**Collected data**
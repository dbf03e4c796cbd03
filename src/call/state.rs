//! # Lifecycle state of one dispatch.
//!
//! A call is either running normally or has been cancelled, stopped, or both.
//! Both flags are one-way latches:
//!
//! ```text
//!                 cancel()                       stop()
//!   Active ────────────────► Cancelled ───────────────────┐
//!     │                                                   ▼
//!     └──────────────► Stopped ─────────────────► CancelledAndStopped
//!         stop()                  cancel()
//! ```
//!
//! ## Rules
//! - No transition ever clears a flag.
//! - `cancel()` is only legal on cancellable calls (checked by [`CallHandle`](crate::CallHandle)).
//! - Repeating a transition is a no-op.
//! - `Stopped` halts dispatch unconditionally; `Cancelled` halts only blocking dispatch.

use std::sync::atomic::{AtomicU8, Ordering};

const CANCELLED: u8 = 0b01;
const STOPPED: u8 = 0b10;

/// Observable state of an [`EventCall`](crate::EventCall).
#[derive(Debug, Clone, Copy, PartialEq, Eq)]
pub enum CallState {
    /// Neither cancelled nor stopped.
    Active,
    /// Cancelled; blocking dispatch halts after the current handler.
    Cancelled,
    /// Stopped without being cancelled; dispatch halts after the current handler.
    Stopped,
    /// Both latches set.
    CancelledAndStopped,
}

impl CallState {
    fn from_bits(bits: u8) -> Self {
        match bits & (CANCELLED | STOPPED) {
            0 => CallState::Active,
            CANCELLED => CallState::Cancelled,
            STOPPED => CallState::Stopped,
            _ => CallState::CancelledAndStopped,
        }
    }

    /// True for `Cancelled` and `CancelledAndStopped`.
    #[inline]
    pub fn is_cancelled(self) -> bool {
        matches!(self, CallState::Cancelled | CallState::CancelledAndStopped)
    }

    /// True for `Stopped` and `CancelledAndStopped`.
    #[inline]
    pub fn is_stopped(self) -> bool {
        matches!(self, CallState::Stopped | CallState::CancelledAndStopped)
    }

    /// Whether a dispatch loop must stop before the next handler.
    #[inline]
    pub fn halts(self, blocking: bool) -> bool {
        self.is_stopped() || (blocking && self.is_cancelled())
    }
}

/// Shared atomic storage behind [`CallState`].
#[derive(Debug, Default)]
pub(crate) struct StateCell {
    bits: AtomicU8,
}

impl StateCell {
    pub(crate) fn load(&self) -> CallState {
        CallState::from_bits(self.bits.load(Ordering::Acquire))
    }

    pub(crate) fn set_cancelled(&self) -> CallState {
        CallState::from_bits(self.bits.fetch_or(CANCELLED, Ordering::AcqRel) | CANCELLED)
    }

    pub(crate) fn set_stopped(&self) -> CallState {
        CallState::from_bits(self.bits.fetch_or(STOPPED, Ordering::AcqRel) | STOPPED)
    }
}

**What to do**
Return each line above exactly as it appears.

**Written answer**
repository dbf03e4c796cbd03
filename src/call/state.rs
//! # Lifecycle state of one dispatch.
//!
//! A call is either running normally or has been cancelled, stopped, or both.
//! Both flags are one-way latches:
//!
//! ```text
//!                 cancel()                       stop()
//!   Active ────────────────► Cancelled ───────────────────┐
//!     │                                                   ▼
//!     └──────────────► Stopped ─────────────────► CancelledAndStopped
//!         stop()                  cancel()
//! ```
//!
//! ## Rules
//! - No transition ever clears a flag.
//! - `cancel()` is only legal on cancellable calls (checked by [`CallHandle`](crate::CallHandle)).
//! - Repeating a transition is a no-op.
//! - `Stopped` halts dispatch unconditionally; `Cancelled` halts only blocking dispatch.

use std::sync::atomic::{AtomicU8, Ordering};

const CANCELLED: u8 = 0b01;
const STOPPED: u8 = 0b10;

/// Observable state of an [`EventCall`](crate::EventCall).
#[derive(Debug, Clone, Copy, PartialEq, Eq)]
pub enum CallState {
    /// Neither cancelled nor stopped.
    Active,
    /// Cancelled; blocking dispatch halts after the current handler.
    Cancelled,
    /// Stopped without being cancelled; dispatch halts after the current handler.
    Stopped,
    /// Both latches set.
    CancelledAndStopped,
}

impl CallState {
    fn from_bits(bits: u8) -> Self {
        match bits & (CANCELLED | STOPPED) {
            0 => CallState::Active,
            CANCELLED => CallState::Cancelled,
            STOPPED => CallState::Stopped,
            _ => CallState::CancelledAndStopped,
        }
    }

    /// True for `Cancelled` and `CancelledAndStopped`.
    #[inline]
    pub fn is_cancelled(self) -> bool {
        matches!(self, CallState::Cancelled | CallState::CancelledAndStopped)
    }

    /// True for `Stopped` and `CancelledAndStopped`.
    #[inline]
    pub fn is_stopped(self) -> bool {
        matches!(self, CallState::Stopped | CallState::CancelledAndStopped)
    }

    /// Whether a dispatch loop must stop before the next handler.
    #[inline]
    pub fn halts(self, blocking: bool) -> bool {
        self.is_stopped() || (blocking && self.is_cancelled())
    }
}

/// Shared atomic storage behind [`CallState`].
#[derive(Debug, Default)]
pub(crate) struct StateCell {
    bits: AtomicU8,
}

impl StateCell {
    pub(crate) fn load(&self) -> CallState {
        CallState::from_bits(self.bits.load(Ordering::Acquire))
    }

    pub(crate) fn set_cancelled(&self) -> CallState {
        CallState::from_bits(self.bits.fetch_or(CANCELLED, Ordering::AcqRel) | CANCELLED)
    }

    pub(crate) fn set_stopped(&self) -> CallState {
        CallState::from_bits(self.bits.fetch_or(STOPPED, Ordering::AcqRel) | STOPPED)
    }
}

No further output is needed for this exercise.